**Exercise prompt**:
Return exactly the span of lines in the following data that opens with the line containing "service sidecar settings" and closes with the line containing "pub struct ManagementApiAuthManualConfig". Include nothing else.

***** Data for review

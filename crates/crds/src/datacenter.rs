//! CassandraDatacenter CRD
//!
//! Declares one Cassandra or DSE datacenter: the desired state written by the
//! user and the observed state written by the reconciler. Everything the
//! reconciler deploys (images, node configuration, ports, rack sizes) is
//! derived from the spec on demand and never stored on the resource.

use std::borrow::Cow;
use std::collections::BTreeMap;
use std::fmt;

use k8s_openapi::api::core::v1::{
    PersistentVolumeClaimSpec, PodTemplateSpec, ResourceRequirements, SecretReference,
};
use kube::{CustomResource, ResourceExt};
use schemars::JsonSchema;
use serde::{Deserialize, Serialize};

use crate::conditions::DatacenterCondition;
use crate::config::RawConfig;
use crate::error::DatacenterError;
use crate::images::{resolve_config_builder_image, resolve_server_image};
use crate::profile::DeploymentProfile;
use crate::racks::split_racks;

/// Label carrying the cluster name
pub const CLUSTER_LABEL: &str = "cassandra.datastax.com/cluster";

/// Label carrying the datacenter name
pub const DATACENTER_LABEL: &str = "cassandra.datastax.com/datacenter";

/// Label marking seed nodes
pub const SEED_NODE_LABEL: &str = "cassandra.datastax.com/seed-node";

/// Label carrying the rack name
pub const RACK_LABEL: &str = "cassandra.datastax.com/rack";

/// Label carrying the operator progress
pub const OPERATOR_PROGRESS_LABEL: &str = "cassandra.datastax.com/operator-progress";

/// Label carrying the node state
pub const NODE_STATE_LABEL: &str = "cassandra.datastax.com/node-state";

/// Name of the synthetic rack used when the spec declares none
pub const DEFAULT_RACK_NAME: &str = "default";

/// CassandraDatacenterSpec defines the desired state of a CassandraDatacenter
#[derive(CustomResource, Debug, Clone, Serialize, Deserialize, JsonSchema, Default, PartialEq)]
#[kube(
    group = "cassandra.datastax.com",
    version = "v1beta1",
    kind = "CassandraDatacenter",
    namespaced,
    status = "CassandraDatacenterStatus",
    shortname = "cassdc",
    shortname = "cassdcs",
    printcolumn = r#"{"name":"Cluster","type":"string","jsonPath":".spec.clusterName"}"#,
    printcolumn = r#"{"name":"Server","type":"string","jsonPath":".spec.serverType"}"#,
    printcolumn = r#"{"name":"Version","type":"string","jsonPath":".spec.serverVersion"}"#,
    printcolumn = r#"{"name":"Size","type":"integer","jsonPath":".spec.size"}"#
)]
#[serde(rename_all = "camelCase")]
pub struct CassandraDatacenterSpec {
    /// Desired number of server nodes
    #[schemars(range(min = 1))]
    pub size: i32,

    /// Version string for the config builder, used to generate the server configuration
    #[schemars(extend("enum" = ["6.8.0", "6.8.1", "3.11.6", "4.0.0"]))]
    pub server_version: String,

    /// Server image name. When set, overrides the image derived from `serverVersion`.
    /// More info: https://kubernetes.io/docs/concepts/containers/images
    #[serde(default, skip_serializing_if = "Option::is_none")]
    pub server_image: Option<String>,

    /// Server type
    pub server_type: ServerType,

    /// Node configuration overrides, layered over the generated model
    #[serde(default, skip_serializing_if = "Option::is_none")]
    pub config: Option<RawConfig>,

    /// Management API certificate configuration
    #[serde(default, skip_serializing_if = "Option::is_none")]
    pub management_api_auth: Option<ManagementApiAuthConfig>,

    /// Resource requests and limits, per pod
    #[serde(default, skip_serializing_if = "Option::is_none")]
    pub resources: Option<ResourceRequirements>,

    /// Named racks in the datacenter, representing independent failure domains.
    /// The number of racks should match the replication factor of the keyspaces
    /// and cannot easily be changed once the datacenter is deployed.
    #[serde(default, skip_serializing_if = "Vec::is_empty")]
    pub racks: Vec<Rack>,

    /// Persistent storage request of each server node
    #[serde(default)]
    pub storage_config: StorageConfig,

    /// Pod names that need to be replaced
    #[serde(default, skip_serializing_if = "Vec::is_empty")]
    pub replace_nodes: Vec<String>,

    /// Name by which CQL clients and instances know the cluster. Datacenters in
    /// the same namespace sharing a cluster name join one multi-datacenter cluster.
    #[schemars(length(min = 2))]
    pub cluster_name: String,

    /// A stopped datacenter runs no server pods; volumes re-attach on resume
    #[serde(default)]
    pub stopped: bool,

    /// Container image for the config builder init container
    #[serde(default, skip_serializing_if = "Option::is_none")]
    pub config_builder_image: Option<String>,

    /// Push configuration and image changes to the first rack only
    #[serde(default)]
    pub canary_upgrade: bool,

    /// Allow more than one server pod per worker node
    #[serde(default)]
    pub allow_multiple_nodes_per_worker: bool,

    /// Secret holding the superuser credentials. Generated when omitted.
    #[serde(default, skip_serializing_if = "Option::is_none")]
    pub superuser_secret_name: Option<String>,

    /// Service account for the server pods
    #[serde(default, skip_serializing_if = "Option::is_none")]
    pub service_account: Option<String>,

    /// Request a rolling restart at the next opportunity
    #[serde(default)]
    pub rolling_restart_requested: bool,

    /// Restrict node scheduling to workers with matching labels
    #[serde(default, skip_serializing_if = "BTreeMap::is_empty")]
    pub node_selector: BTreeMap<String, String>,

    /// Racks that receive the latest StatefulSet configuration even when nodes are down
    #[serde(default, skip_serializing_if = "Vec::is_empty")]
    pub force_upgrade_racks: Vec<String>,

    /// DSE workloads to enable
    #[serde(default, skip_serializing_if = "Option::is_none")]
    pub dse_workloads: Option<DseWorkloads>,

    /// Customisation of the server pods (labels, annotations, affinity, ...)
    #[serde(default, skip_serializing_if = "Option::is_none")]
    pub pod_template_spec: Option<PodTemplateSpec>,

    /// Users to bootstrap
    #[serde(default, skip_serializing_if = "Vec::is_empty")]
    pub users: Vec<CassandraUser>,

    /// Seeds outside this cluster's seed service
    #[serde(default, skip_serializing_if = "Vec::is_empty")]
    pub additional_seeds: Vec<String>,

    /// Repair service sidecar
    #[serde(default, skip_serializing_if = "Option::is_none")]
    pub reaper: Option<ReaperConfig>,
}

/// Server distribution
#[derive(Debug, Clone, Copy, Serialize, Deserialize, JsonSchema, Default, PartialEq, Eq, Hash)]
#[serde(rename_all = "lowercase")]
pub enum ServerType {
    /// Apache Cassandra
    #[default]
    Cassandra,

    /// DataStax Enterprise
    Dse,
}

impl ServerType {
    /// Wire name of the server type
    pub fn as_str(self) -> &'static str {
        match self {
            ServerType::Cassandra => "cassandra",
            ServerType::Dse => "dse",
        }
    }
}

impl fmt::Display for ServerType {
    fn fmt(&self, f: &mut fmt::Formatter<'_>) -> fmt::Result {
        f.write_str(self.as_str())
    }
}

/// A named failure domain
#[derive(Debug, Clone, Serialize, Deserialize, JsonSchema, PartialEq, Eq)]
#[serde(rename_all = "camelCase")]
pub struct Rack {
    /// Rack name
    #[schemars(length(min = 2))]
    pub name: String,

    /// Zone to pin the rack to, using node affinity
    #[serde(default, skip_serializing_if = "Option::is_none")]
    pub zone: Option<String>,
}

impl Rack {
    /// Rack without a zone
    pub fn new(name: impl Into<String>) -> Self {
        Self {
            name: name.into(),
            zone: None,
        }
    }
}

/// Persistent storage of each server node
#[derive(Debug, Clone, Serialize, Deserialize, JsonSchema, Default, PartialEq)]
#[serde(rename_all = "camelCase")]
pub struct StorageConfig {
    /// Claim template for the data volume
    #[serde(default, skip_serializing_if = "Option::is_none")]
    pub cassandra_data_volume_claim_spec: Option<PersistentVolumeClaimSpec>,
}

/// DSE workloads
#[derive(Debug, Clone, Serialize, Deserialize, JsonSchema, Default, PartialEq, Eq)]
#[serde(rename_all = "camelCase")]
pub struct DseWorkloads {
    /// Enable DSE Analytics (Spark)
    #[serde(default)]
    pub analytics_enabled: bool,

    /// Enable DSE Graph
    #[serde(default)]
    pub graph_enabled: bool,

    /// Enable DSE Search (Solr)
    #[serde(default)]
    pub search_enabled: bool,
}

/// User bootstrapped from a secret
#[derive(Debug, Clone, Serialize, Deserialize, JsonSchema, PartialEq, Eq)]
#[serde(rename_all = "camelCase")]
pub struct CassandraUser {
    /// Secret holding the user's credentials
    pub secret_name: String,

    /// Whether the user is a superuser
    #[serde(default)]
    pub superuser: bool,
}

/// Repair service sidecar settings
#[derive(Debug, Clone, Serialize, Deserialize, JsonSchema, Default, PartialEq, Eq)]
#[serde(rename_all = "camelCase")]
pub struct ReaperConfig {
    /// Deploy the repair sidecar
    #[serde(default)]
    pub enabled: bool,

    /// Sidecar image override
    #[serde(default, skip_serializing_if = "Option::is_none")]
    pub image: Option<String>,

    /// One of Always, Never, IfNotPresent
    #[serde(default, skip_serializing_if = "Option::is_none")]
    pub image_pull_policy: Option<String>,
}

/// Management API authentication strategy. At most one should be set.
#[derive(Debug, Clone, Serialize, Deserialize, JsonSchema, Default, PartialEq, Eq)]
#[serde(rename_all = "camelCase")]
pub struct ManagementApiAuthConfig {
    /// Plain HTTP, no client authentication
    #[serde(default, skip_serializing_if = "Option::is_none")]
    pub insecure: Option<ManagementApiAuthInsecureConfig>,

    /// Mutual TLS with user-supplied certificates
    #[serde(default, skip_serializing_if = "Option::is_none")]
    pub manual: Option<ManagementApiAuthManualConfig>,
}

/// Insecure management API access
#[derive(Debug, Clone, Serialize, Deserialize, JsonSchema, Default, PartialEq, Eq)]
pub struct ManagementApiAuthInsecureConfig {}

/// Certificates provided through secrets
#[derive(Debug, Clone, Serialize, Deserialize, JsonSchema, Default, PartialEq, Eq)]
#[serde(rename_all = "camelCase")]
pub struct ManagementApiAuthManualConfig {
    /// Secret with the client certificate and key
    pub client_secret_name: String,

    /// Secret with the server certificate and key
    pub server_secret_name: String,

    /// Do not check that the secrets exist
    #[serde(default)]
    pub skip_secret_validation: bool,
}

/// Last known progress of the operator
#[derive(Debug, Clone, Copy, Serialize, Deserialize, JsonSchema, PartialEq, Eq)]
pub enum ProgressState {
    /// Changes are being rolled out
    Updating,
    /// Observed state matches the spec
    Ready,
}

/// Observed state of one server node
#[derive(Debug, Clone, Serialize, Deserialize, JsonSchema, Default, PartialEq, Eq)]
pub struct CassandraNodeStatus {
    /// Host ID reported by the node
    #[serde(rename = "hostID", default, skip_serializing_if = "Option::is_none")]
    pub host_id: Option<String>,
}

/// CassandraDatacenterStatus defines the observed state of a CassandraDatacenter
#[derive(Debug, Clone, Serialize, Deserialize, JsonSchema, Default, PartialEq)]
#[serde(rename_all = "camelCase")]
pub struct CassandraDatacenterStatus {
    /// At most one entry per condition type
    #[serde(default, skip_serializing_if = "Vec::is_empty")]
    pub conditions: Vec<DatacenterCondition>,

    /// Deprecated, use `usersUpserted`. When superuser credentials were last
    /// upserted to the management API.
    #[serde(default, skip_serializing_if = "Option::is_none")]
    pub super_user_upserted: Option<chrono::DateTime<chrono::Utc>>,

    /// When managed users' credentials were last upserted to the management API
    #[serde(default, skip_serializing_if = "Option::is_none")]
    pub users_upserted: Option<chrono::DateTime<chrono::Utc>>,

    /// When the operator last started a server node
    #[serde(default, skip_serializing_if = "Option::is_none")]
    pub last_server_node_started: Option<chrono::DateTime<chrono::Utc>>,

    /// Last known progress of the operator
    #[serde(default, skip_serializing_if = "Option::is_none")]
    pub cassandra_operator_progress: Option<ProgressState>,

    /// When the last rolling restart started
    #[serde(default, skip_serializing_if = "Option::is_none")]
    pub last_rolling_restart: Option<chrono::DateTime<chrono::Utc>>,

    /// Per-node status, keyed by pod name
    #[serde(default)]
    pub node_statuses: BTreeMap<String, CassandraNodeStatus>,

    /// Pods currently being replaced
    #[serde(default)]
    pub node_replacements: Vec<String>,
}

impl CassandraDatacenter {
    /// Effective racks. An empty rack list reads as a single `default` rack.
    pub fn racks(&self) -> Cow<'_, [Rack]> {
        if self.spec.racks.is_empty() {
            Cow::Owned(vec![Rack::new(DEFAULT_RACK_NAME)])
        } else {
            Cow::Borrowed(&self.spec.racks)
        }
    }

    /// Node count for each effective rack, in rack order
    pub fn node_counts_per_rack(&self) -> Vec<(Rack, usize)> {
        let racks = self.racks().into_owned();
        let size = usize::try_from(self.spec.size).unwrap_or_default();
        let counts = split_racks(size, racks.len());
        racks.into_iter().zip(counts).collect()
    }

    /// Server image to run, from `serverImage` or the version tables
    pub fn server_image(&self, profile: &DeploymentProfile) -> Result<String, DatacenterError> {
        resolve_server_image(
            self.spec.server_type,
            &self.spec.server_version,
            self.spec.server_image.as_deref(),
            profile,
        )
    }

    /// Config builder image to run
    pub fn config_builder_image(&self, profile: &DeploymentProfile) -> String {
        resolve_config_builder_image(self.spec.config_builder_image.as_deref(), profile)
    }

    /// `{cluster: <clusterName>}`
    pub fn cluster_labels(&self) -> BTreeMap<String, String> {
        BTreeMap::from([(CLUSTER_LABEL.to_string(), self.spec.cluster_name.clone())])
    }

    /// Cluster labels plus `{datacenter: <name>}`
    pub fn datacenter_labels(&self) -> BTreeMap<String, String> {
        let mut labels = self.cluster_labels();
        labels.insert(DATACENTER_LABEL.to_string(), self.name_any());
        labels
    }

    /// Datacenter labels plus `{rack: <rack_name>}`
    pub fn rack_labels(&self, rack_name: &str) -> BTreeMap<String, String> {
        let mut labels = self.datacenter_labels();
        labels.insert(RACK_LABEL.to_string(), rack_name.to_string());
        labels
    }

    /// Service resolving to the cluster's seed nodes
    pub fn seed_service_name(&self) -> String {
        format!("{}-seed-service", self.spec.cluster_name)
    }

    /// Headless service covering every pod of the datacenter
    pub fn all_pods_service_name(&self) -> String {
        format!("{}-{}-all-pods-service", self.spec.cluster_name, self.name_any())
    }

    /// Client-facing service of the datacenter
    pub fn datacenter_service_name(&self) -> String {
        format!("{}-{}-service", self.spec.cluster_name, self.name_any())
    }

    /// True when no superuser secret was named in the spec
    pub fn should_generate_superuser_secret(&self) -> bool {
        self.spec.superuser_secret_name.as_deref().is_none_or(str::is_empty)
    }

    /// Where the superuser credentials live
    pub fn superuser_secret_ref(&self) -> SecretReference {
        let name = match self.spec.superuser_secret_name.as_deref() {
            Some(name) if !name.is_empty() => name.to_string(),
            _ => format!("{}-superuser", self.spec.cluster_name),
        };

        SecretReference {
            name: Some(name),
            namespace: self.namespace(),
        }
    }
}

**********

**Answer to the problem**:
/// Repair service sidecar settings
#[derive(Debug, Clone, Serialize, Deserialize, JsonSchema, Default, PartialEq, Eq)]
#[serde(rename_all = "camelCase")]
pub struct ReaperConfig {
    /// Deploy the repair sidecar
    #[serde(default)]
    pub enabled: bool,

    /// Sidecar image override
    #[serde(default, skip_serializing_if = "Option::is_none")]
    pub image: Option<String>,

    /// One of Always, Never, IfNotPresent
    #[serde(default, skip_serializing_if = "Option::is_none")]
    pub image_pull_policy: Option<String>,
}

/// Management API authentication strategy. At most one should be set.
#[derive(Debug, Clone, Serialize, Deserialize, JsonSchema, Default, PartialEq, Eq)]
#[serde(rename_all = "camelCase")]
pub struct ManagementApiAuthConfig {
    /// Plain HTTP, no client authentication
    #[serde(default, skip_serializing_if = "Option::is_none")]
    pub insecure: Option<ManagementApiAuthInsecureConfig>,

    /// Mutual TLS with user-supplied certificates
    #[serde(default, skip_serializing_if = "Option::is_none")]
    pub manual: Option<ManagementApiAuthManualConfig>,
}

/// Insecure management API access
#[derive(Debug, Clone, Serialize, Deserialize, JsonSchema, Default, PartialEq, Eq)]
pub struct ManagementApiAuthInsecureConfig {}

/// Certificates provided through secrets
#[derive(Debug, Clone, Serialize, Deserialize, JsonSchema, Default, PartialEq, Eq)]
#[serde(rename_all = "camelCase")]
pub struct ManagementApiAuthManualConfig {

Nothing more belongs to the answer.